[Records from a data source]
= = = = =

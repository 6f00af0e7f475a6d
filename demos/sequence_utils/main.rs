//! DLPC900 sequence upload CLI utility.
//!
//! Drives a real or `--dry-run` controller through an on-the-fly or
//! pre-stored pattern sequence upload, and prints basic device status.
//!
//! # Usage
//!
//! ```bash
//! # Print status/firmware info for the first enumerated device
//! cargo run --example sequence_utils -- status
//!
//! # Upload BMP files as an on-the-fly sequence without touching hardware
//! cargo run --example sequence_utils -- upload a.bmp b.bmp --dry-run
//!
//! # Program a pre-stored sequence by firmware index
//! cargo run --example sequence_utils -- set 0 1 2 --exposure-us 8000
//! ```

use std::path::PathBuf;

use clap::{Parser, Subcommand};
use dlpc900_rs::dlpc900_types::codec::CombinedFrame;
use dlpc900_rs::dlpc900_types::CompressionMode;
use dlpc900_rs::prelude::*;

#[derive(Parser)]
#[command(name = "sequence_utils")]
#[command(author = "dlpc900-rs project")]
#[command(version = "1.0")]
#[command(about = "DLPC900 sequence upload utility - drive a controller through an upload, or inspect status", long_about = None)]
struct Cli {
	/// Use an in-memory transport instead of a real HID device, logging
	/// every command the orchestrator would have sent.
	#[arg(long, global = true)]
	dry_run: bool,

	/// USB vendor id to search for.
	#[arg(long, default_value_t = DEFAULT_VENDOR_ID)]
	vendor_id: u16,

	/// USB product id to search for.
	#[arg(long, default_value_t = DEFAULT_PRODUCT_ID)]
	product_id: u16,

	/// Which enumerated device to open.
	#[arg(long, default_value_t = 0)]
	dmd_index: usize,

	/// DMD model to resolve the device profile against.
	#[arg(long, default_value = "dlp6500")]
	model: String,

	/// HID reply read timeout, in milliseconds.
	#[arg(long, default_value_t = dlpc900_rs::framer::DEFAULT_TIMEOUT_MS)]
	timeout_ms: u32,

	#[command(subcommand)]
	command: Commands,
}

#[derive(Subcommand)]
enum Commands {
	/// Print hardware/system/main status and firmware version
	Status,

	/// Upload BMP files as an on-the-fly pattern sequence
	Upload {
		/// BMP files, each one 24-pattern plane group's packed RGB image
		patterns: Vec<PathBuf>,

		/// Exposure time per pattern, in microseconds
		#[arg(long, default_value_t = 8_000)]
		exposure_us: u32,

		/// Number of times to repeat the sequence, 0 for indefinitely
		#[arg(long, default_value_t = 0)]
		repeat: u32,
	},

	/// Program a pre-stored sequence by firmware pattern index
	Set {
		/// Firmware pattern indices, in display order
		indices: Vec<u32>,

		/// Exposure time per pattern, in microseconds
		#[arg(long, default_value_t = 8_000)]
		exposure_us: u32,
	},
}

fn parse_model(name: &str) -> DmdModel {
	match name.to_ascii_lowercase().as_str() {
		"dlp6500" => DmdModel::Dlp6500,
		"dlp9000" => DmdModel::Dlp9000,
		"dlp670s" => DmdModel::Dlp670S,
		"dlp500yx" => DmdModel::Dlp500Yx,
		"dlp5500" => DmdModel::Dlp5500,
		other => DmdModel::Unknown(other.parse::<u8>().unwrap_or(0)),
	}
}

/// A [`Transport`] that logs every packet instead of touching hardware,
/// for `--dry-run` invocations.
struct DryRunTransport;

impl Transport for DryRunTransport {
	fn write_packet(&mut self, packet: &[u8; dlpc900_rs::transport::PACKET_SIZE]) -> Result<(), TransportError> {
		log::info!("dry-run write: {} bytes, flag=0x{:02X}, seq={}", packet.len(), packet[0], packet[1]);
		Ok(())
	}

	fn read_packet(&mut self, _timeout_ms: u32) -> Result<Option<[u8; dlpc900_rs::transport::PACKET_SIZE]>, TransportError> {
		log::info!("dry-run read: returning an empty success reply");
		let mut reply = [0u8; 64];
		reply[2..4].copy_from_slice(&1u16.to_le_bytes());
		reply[6] = 0;
		Ok(Some(reply))
	}
}

fn open_handle(cli: &Cli) -> Result<ControllerHandle<Box<dyn Transport>>, Box<dyn std::error::Error>> {
	let model = parse_model(&cli.model);
	let profile = DeviceProfile::from_model(model).unwrap_or_else(|| DeviceProfile::with_resolution(model, 1920, 1080));

	let transport: Box<dyn Transport> = if cli.dry_run {
		Box::new(DryRunTransport)
	} else {
		let api = hidapi::HidApi::new()?;
		Box::new(HidTransport::open_by_index(&api, cli.vendor_id, cli.product_id, cli.dmd_index)?)
	};

	Ok(ControllerHandle::with_timeout_ms(transport, profile, cli.timeout_ms))
}

impl Transport for Box<dyn Transport> {
	fn write_packet(&mut self, packet: &[u8; dlpc900_rs::transport::PACKET_SIZE]) -> Result<(), TransportError> {
		(**self).write_packet(packet)
	}

	fn read_packet(&mut self, timeout_ms: u32) -> Result<Option<[u8; dlpc900_rs::transport::PACKET_SIZE]>, TransportError> {
		(**self).read_packet(timeout_ms)
	}
}

fn load_pattern_frame(path: &PathBuf) -> Result<CombinedFrame, Box<dyn std::error::Error>> {
	let img = image::open(path)?.to_rgb8();
	let (width, height) = img.dimensions();
	Ok(CombinedFrame::from_rgb_interleaved(width as usize, height as usize, &img.into_raw())?)
}

fn handle_status(handle: &mut ControllerHandle<Box<dyn Transport>>) -> Result<(), Box<dyn std::error::Error>> {
	let hw = handle.hardware_status()?;
	println!("hardware status:");
	for (name, set) in hw {
		println!("  {name}: {set}");
	}

	let main = handle.main_status()?;
	println!("main status:");
	for (name, set) in main {
		println!("  {name}: {set}");
	}

	let version = handle.firmware_version()?;
	println!("firmware version: app={:?} api={:?}", version.app_version, version.api_version);

	let firmware_type = handle.firmware_type()?;
	println!("firmware type: {:?} ({})", firmware_type.model, firmware_type.firmware_tag);

	Ok(())
}

fn handle_upload(
	handle: &mut ControllerHandle<Box<dyn Transport>>,
	patterns: Vec<PathBuf>,
	exposure_us: u32,
	repeat: u32,
) -> Result<(), Box<dyn std::error::Error>> {
	if patterns.is_empty() {
		return Err("at least one pattern BMP is required".into());
	}

	// Each BMP is an already-packed 24-plane group; split it back into its
	// up to 24 individual binary patterns so upload_pattern_sequence can
	// re-pack and re-encode it per the orchestrator's own LUT bookkeeping.
	let mut flat = Vec::new();
	for path in &patterns {
		let frame = load_pattern_frame(path)?;
		flat.extend(dlpc900_rs::dlpc900_types::codec::split(&frame));
	}

	let npatterns = flat.len();
	let exposures = vec![exposure_us; npatterns];
	let dark_times = vec![0u32; npatterns];

	handle.upload_pattern_sequence(&flat, &exposures, &dark_times, false, false, repeat, CompressionMode::Erle)?;

	println!("uploaded {npatterns} pattern(s) from {} file(s)", patterns.len());
	Ok(())
}

fn handle_set(
	handle: &mut ControllerHandle<Box<dyn Transport>>,
	indices: Vec<u32>,
	exposure_us: u32,
) -> Result<(), Box<dyn std::error::Error>> {
	if indices.is_empty() {
		return Err("at least one firmware pattern index is required".into());
	}

	let (trig1, trig2) = handle.program_preset_sequence(&indices, Some(exposure_us), false, false)?;
	println!("programmed {} pre-stored pattern(s), trigger_in1={trig1:?}, trigger_in2={trig2}", indices.len());
	Ok(())
}

fn run(cli: Cli) -> Result<(), Box<dyn std::error::Error>> {
	let mut handle = open_handle(&cli)?;

	match cli.command {
		Commands::Status => handle_status(&mut handle),
		Commands::Upload { patterns, exposure_us, repeat } => handle_upload(&mut handle, patterns, exposure_us, repeat),
		Commands::Set { indices, exposure_us } => handle_set(&mut handle, indices, exposure_us),
	}
}

fn main() {
	env_logger::init_from_env(env_logger::Env::default().default_filter_or("info"));

	let cli = Cli::parse();
	if let Err(e) = run(cli) {
		eprintln!("error: {e}");
		std::process::exit(1);
	}
}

= = = = =

■ **YOUR OBJECTIVE**
The lines from the top of the data above down to the line containing "#[derive(Parser)]" are to be copied exactly; no other line should appear.

■ **EXPECTED OUTPUT**
repository 6f00af0e7f475a6d
filename demos/sequence_utils/main.rs
//! DLPC900 sequence upload CLI utility.
//!
//! Drives a real or `--dry-run` controller through an on-the-fly or
//! pre-stored pattern sequence upload, and prints basic device status.
//!
//! # Usage
//!
//! ```bash
//! # Print status/firmware info for the first enumerated device
//! cargo run --example sequence_utils -- status
//!
//! # Upload BMP files as an on-the-fly sequence without touching hardware
//! cargo run --example sequence_utils -- upload a.bmp b.bmp --dry-run
//!
//! # Program a pre-stored sequence by firmware index
//! cargo run --example sequence_utils -- set 0 1 2 --exposure-us 8000
//! ```

use std::path::PathBuf;

use clap::{Parser, Subcommand};
use dlpc900_rs::dlpc900_types::codec::CombinedFrame;
use dlpc900_rs::dlpc900_types::CompressionMode;
use dlpc900_rs::prelude::*;

#[derive(Parser)]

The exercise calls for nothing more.